──────── Data records ────────

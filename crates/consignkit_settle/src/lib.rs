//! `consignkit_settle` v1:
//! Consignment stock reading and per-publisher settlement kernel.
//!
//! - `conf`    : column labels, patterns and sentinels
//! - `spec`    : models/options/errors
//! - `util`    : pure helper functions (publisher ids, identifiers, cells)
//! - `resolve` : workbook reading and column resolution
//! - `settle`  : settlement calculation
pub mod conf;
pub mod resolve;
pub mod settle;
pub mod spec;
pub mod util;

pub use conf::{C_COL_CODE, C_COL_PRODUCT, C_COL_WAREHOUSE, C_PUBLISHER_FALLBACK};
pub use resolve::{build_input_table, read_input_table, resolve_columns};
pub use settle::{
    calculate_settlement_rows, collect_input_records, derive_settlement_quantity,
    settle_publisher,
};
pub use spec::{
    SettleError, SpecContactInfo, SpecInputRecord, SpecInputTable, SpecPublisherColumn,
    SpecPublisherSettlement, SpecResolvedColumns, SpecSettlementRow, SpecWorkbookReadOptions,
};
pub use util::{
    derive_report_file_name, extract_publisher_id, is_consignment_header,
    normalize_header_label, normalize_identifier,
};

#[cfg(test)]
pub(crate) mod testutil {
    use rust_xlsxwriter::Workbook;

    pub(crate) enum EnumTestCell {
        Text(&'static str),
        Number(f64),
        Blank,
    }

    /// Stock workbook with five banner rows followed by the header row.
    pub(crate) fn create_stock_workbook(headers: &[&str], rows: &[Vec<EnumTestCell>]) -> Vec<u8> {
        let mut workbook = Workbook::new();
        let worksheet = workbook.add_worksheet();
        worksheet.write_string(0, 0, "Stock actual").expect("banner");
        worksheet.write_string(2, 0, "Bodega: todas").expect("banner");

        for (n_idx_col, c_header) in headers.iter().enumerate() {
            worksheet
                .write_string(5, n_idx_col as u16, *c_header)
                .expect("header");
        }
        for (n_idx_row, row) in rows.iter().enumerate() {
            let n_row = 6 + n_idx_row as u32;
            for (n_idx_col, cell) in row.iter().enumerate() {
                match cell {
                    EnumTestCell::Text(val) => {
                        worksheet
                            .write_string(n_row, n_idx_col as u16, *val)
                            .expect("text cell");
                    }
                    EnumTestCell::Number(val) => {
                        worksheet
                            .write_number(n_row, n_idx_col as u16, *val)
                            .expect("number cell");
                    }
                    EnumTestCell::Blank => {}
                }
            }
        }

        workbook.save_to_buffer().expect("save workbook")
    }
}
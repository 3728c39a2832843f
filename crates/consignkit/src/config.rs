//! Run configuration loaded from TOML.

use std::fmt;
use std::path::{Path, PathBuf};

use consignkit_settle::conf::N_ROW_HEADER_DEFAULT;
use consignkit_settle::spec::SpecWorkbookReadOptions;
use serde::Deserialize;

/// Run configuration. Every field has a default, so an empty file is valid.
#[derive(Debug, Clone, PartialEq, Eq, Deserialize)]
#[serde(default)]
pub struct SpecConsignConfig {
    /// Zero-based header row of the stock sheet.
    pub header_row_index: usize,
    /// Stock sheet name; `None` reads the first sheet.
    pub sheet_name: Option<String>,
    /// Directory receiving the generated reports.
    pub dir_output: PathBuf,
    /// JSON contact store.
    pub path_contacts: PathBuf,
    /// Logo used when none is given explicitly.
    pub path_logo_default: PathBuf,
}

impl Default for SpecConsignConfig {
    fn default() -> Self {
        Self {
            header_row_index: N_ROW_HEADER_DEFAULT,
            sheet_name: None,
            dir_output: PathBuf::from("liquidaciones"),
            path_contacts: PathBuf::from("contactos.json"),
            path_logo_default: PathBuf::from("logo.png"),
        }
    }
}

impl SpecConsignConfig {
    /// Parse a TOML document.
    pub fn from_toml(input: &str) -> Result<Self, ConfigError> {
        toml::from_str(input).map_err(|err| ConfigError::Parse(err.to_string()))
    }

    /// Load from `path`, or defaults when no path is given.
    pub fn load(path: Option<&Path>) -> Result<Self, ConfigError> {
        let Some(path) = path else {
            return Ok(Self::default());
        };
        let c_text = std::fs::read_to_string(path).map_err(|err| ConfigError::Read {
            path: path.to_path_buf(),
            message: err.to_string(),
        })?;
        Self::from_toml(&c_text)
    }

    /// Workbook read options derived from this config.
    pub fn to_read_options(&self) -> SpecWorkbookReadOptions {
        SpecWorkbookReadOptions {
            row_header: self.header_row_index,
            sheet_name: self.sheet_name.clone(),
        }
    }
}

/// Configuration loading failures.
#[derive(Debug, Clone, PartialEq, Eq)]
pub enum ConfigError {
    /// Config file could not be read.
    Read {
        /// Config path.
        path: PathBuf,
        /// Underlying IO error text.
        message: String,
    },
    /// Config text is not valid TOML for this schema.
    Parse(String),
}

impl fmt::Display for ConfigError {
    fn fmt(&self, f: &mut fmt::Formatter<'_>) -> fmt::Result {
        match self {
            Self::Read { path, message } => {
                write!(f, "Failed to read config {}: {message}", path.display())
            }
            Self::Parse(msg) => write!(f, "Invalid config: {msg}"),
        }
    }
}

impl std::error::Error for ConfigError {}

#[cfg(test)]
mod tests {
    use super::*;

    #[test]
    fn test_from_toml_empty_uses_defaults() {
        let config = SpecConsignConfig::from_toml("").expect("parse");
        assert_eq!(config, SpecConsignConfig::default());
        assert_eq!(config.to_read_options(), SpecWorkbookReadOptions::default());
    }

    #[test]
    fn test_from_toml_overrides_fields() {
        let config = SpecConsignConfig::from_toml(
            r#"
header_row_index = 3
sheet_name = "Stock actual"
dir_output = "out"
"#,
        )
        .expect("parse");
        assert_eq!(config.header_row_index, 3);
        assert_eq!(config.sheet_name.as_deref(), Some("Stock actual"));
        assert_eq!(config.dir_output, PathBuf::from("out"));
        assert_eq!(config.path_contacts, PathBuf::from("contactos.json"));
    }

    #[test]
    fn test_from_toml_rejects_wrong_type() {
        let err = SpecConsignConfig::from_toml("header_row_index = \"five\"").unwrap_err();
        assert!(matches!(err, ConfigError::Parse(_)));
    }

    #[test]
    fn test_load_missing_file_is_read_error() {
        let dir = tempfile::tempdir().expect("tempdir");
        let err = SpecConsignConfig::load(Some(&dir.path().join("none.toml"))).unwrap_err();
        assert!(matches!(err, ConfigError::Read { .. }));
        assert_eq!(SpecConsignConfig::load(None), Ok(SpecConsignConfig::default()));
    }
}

────────

The full set of records must be output again exactly.

filename crates/consignkit_settle/src/lib.rs
//! `consignkit_settle` v1:
//! Consignment stock reading and per-publisher settlement kernel.
//!
//! - `conf`    : column labels, patterns and sentinels
//! - `spec`    : models/options/errors
//! - `util`    : pure helper functions (publisher ids, identifiers, cells)
//! - `resolve` : workbook reading and column resolution
//! - `settle`  : settlement calculation
pub mod conf;
pub mod resolve;
pub mod settle;
pub mod spec;
pub mod util;

pub use conf::{C_COL_CODE, C_COL_PRODUCT, C_COL_WAREHOUSE, C_PUBLISHER_FALLBACK};
pub use resolve::{build_input_table, read_input_table, resolve_columns};
pub use settle::{
    calculate_settlement_rows, collect_input_records, derive_settlement_quantity,
    settle_publisher,
};
pub use spec::{
    SettleError, SpecContactInfo, SpecInputRecord, SpecInputTable, SpecPublisherColumn,
    SpecPublisherSettlement, SpecResolvedColumns, SpecSettlementRow, SpecWorkbookReadOptions,
};
pub use util::{
    derive_report_file_name, extract_publisher_id, is_consignment_header,
    normalize_header_label, normalize_identifier,
};

#[cfg(test)]
pub(crate) mod testutil {
    use rust_xlsxwriter::Workbook;

    pub(crate) enum EnumTestCell {
        Text(&'static str),
        Number(f64),
        Blank,
    }

    /// Stock workbook with five banner rows followed by the header row.
    pub(crate) fn create_stock_workbook(headers: &[&str], rows: &[Vec<EnumTestCell>]) -> Vec<u8> {
        let mut workbook = Workbook::new();
        let worksheet = workbook.add_worksheet();
        worksheet.write_string(0, 0, "Stock actual").expect("banner");
        worksheet.write_string(2, 0, "Bodega: todas").expect("banner");

        for (n_idx_col, c_header) in headers.iter().enumerate() {
            worksheet
                .write_string(5, n_idx_col as u16, *c_header)
                .expect("header");
        }
        for (n_idx_row, row) in rows.iter().enumerate() {
            let n_row = 6 + n_idx_row as u32;
            for (n_idx_col, cell) in row.iter().enumerate() {
                match cell {
                    EnumTestCell::Text(val) => {
                        worksheet
                            .write_string(n_row, n_idx_col as u16, *val)
                            .expect("text cell");
                    }
                    EnumTestCell::Number(val) => {
                        worksheet
                            .write_number(n_row, n_idx_col as u16, *val)
                            .expect("number cell");
                    }
                    EnumTestCell::Blank => {}
                }
            }
        }

        workbook.save_to_buffer().expect("save workbook")
    }
}
repository 3728c39a2832843f
filename crates/consignkit/src/config.rs
//! Run configuration loaded from TOML.

use std::fmt;
use std::path::{Path, PathBuf};

use consignkit_settle::conf::N_ROW_HEADER_DEFAULT;
use consignkit_settle::spec::SpecWorkbookReadOptions;
use serde::Deserialize;

/// Run configuration. Every field has a default, so an empty file is valid.
#[derive(Debug, Clone, PartialEq, Eq, Deserialize)]
#[serde(default)]
pub struct SpecConsignConfig {
    /// Zero-based header row of the stock sheet.
    pub header_row_index: usize,
    /// Stock sheet name; `None` reads the first sheet.
    pub sheet_name: Option<String>,
    /// Directory receiving the generated reports.
    pub dir_output: PathBuf,
    /// JSON contact store.
    pub path_contacts: PathBuf,
    /// Logo used when none is given explicitly.
    pub path_logo_default: PathBuf,
}

impl Default for SpecConsignConfig {
    fn default() -> Self {
        Self {
            header_row_index: N_ROW_HEADER_DEFAULT,
            sheet_name: None,
            dir_output: PathBuf::from("liquidaciones"),
            path_contacts: PathBuf::from("contactos.json"),
            path_logo_default: PathBuf::from("logo.png"),
        }
    }
}

impl SpecConsignConfig {
    /// Parse a TOML document.
    pub fn from_toml(input: &str) -> Result<Self, ConfigError> {
        toml::from_str(input).map_err(|err| ConfigError::Parse(err.to_string()))
    }

    /// Load from `path`, or defaults when no path is given.
    pub fn load(path: Option<&Path>) -> Result<Self, ConfigError> {
        let Some(path) = path else {
            return Ok(Self::default());
        };
        let c_text = std::fs::read_to_string(path).map_err(|err| ConfigError::Read {
            path: path.to_path_buf(),
            message: err.to_string(),
        })?;
        Self::from_toml(&c_text)
    }

    /// Workbook read options derived from this config.
    pub fn to_read_options(&self) -> SpecWorkbookReadOptions {
        SpecWorkbookReadOptions {
            row_header: self.header_row_index,
            sheet_name: self.sheet_name.clone(),
        }
    }
}

/// Configuration loading failures.
#[derive(Debug, Clone, PartialEq, Eq)]
pub enum ConfigError {
    /// Config file could not be read.
    Read {
        /// Config path.
        path: PathBuf,
        /// Underlying IO error text.
        message: String,
    },
    /// Config text is not valid TOML for this schema.
    Parse(String),
}

impl fmt::Display for ConfigError {
    fn fmt(&self, f: &mut fmt::Formatter<'_>) -> fmt::Result {
        match self {
            Self::Read { path, message } => {
                write!(f, "Failed to read config {}: {message}", path.display())
            }
            Self::Parse(msg) => write!(f, "Invalid config: {msg}"),
        }
    }
}

impl std::error::Error for ConfigError {}

#[cfg(test)]
mod tests {
    use super::*;

    #[test]
    fn test_from_toml_empty_uses_defaults() {
        let config = SpecConsignConfig::from_toml("").expect("parse");
        assert_eq!(config, SpecConsignConfig::default());
        assert_eq!(config.to_read_options(), SpecWorkbookReadOptions::default());
    }

    #[test]
    fn test_from_toml_overrides_fields() {
        let config = SpecConsignConfig::from_toml(
            r#"
header_row_index = 3
sheet_name = "Stock actual"
dir_output = "out"
"#,
        )
        .expect("parse");
        assert_eq!(config.header_row_index, 3);
        assert_eq!(config.sheet_name.as_deref(), Some("Stock actual"));
        assert_eq!(config.dir_output, PathBuf::from("out"));
        assert_eq!(config.path_contacts, PathBuf::from("contactos.json"));
    }

    #[test]
    fn test_from_toml_rejects_wrong_type() {
        let err = SpecConsignConfig::from_toml("header_row_index = \"five\"").unwrap_err();
        assert!(matches!(err, ConfigError::Parse(_)));
    }

    #[test]
    fn test_load_missing_file_is_read_error() {
        let dir = tempfile::tempdir().expect("tempdir");
        let err = SpecConsignConfig::load(Some(&dir.path().join("none.toml"))).unwrap_err();
        assert!(matches!(err, ConfigError::Read { .. }));
        assert_eq!(SpecConsignConfig::load(None), Ok(SpecConsignConfig::default()));
    }
}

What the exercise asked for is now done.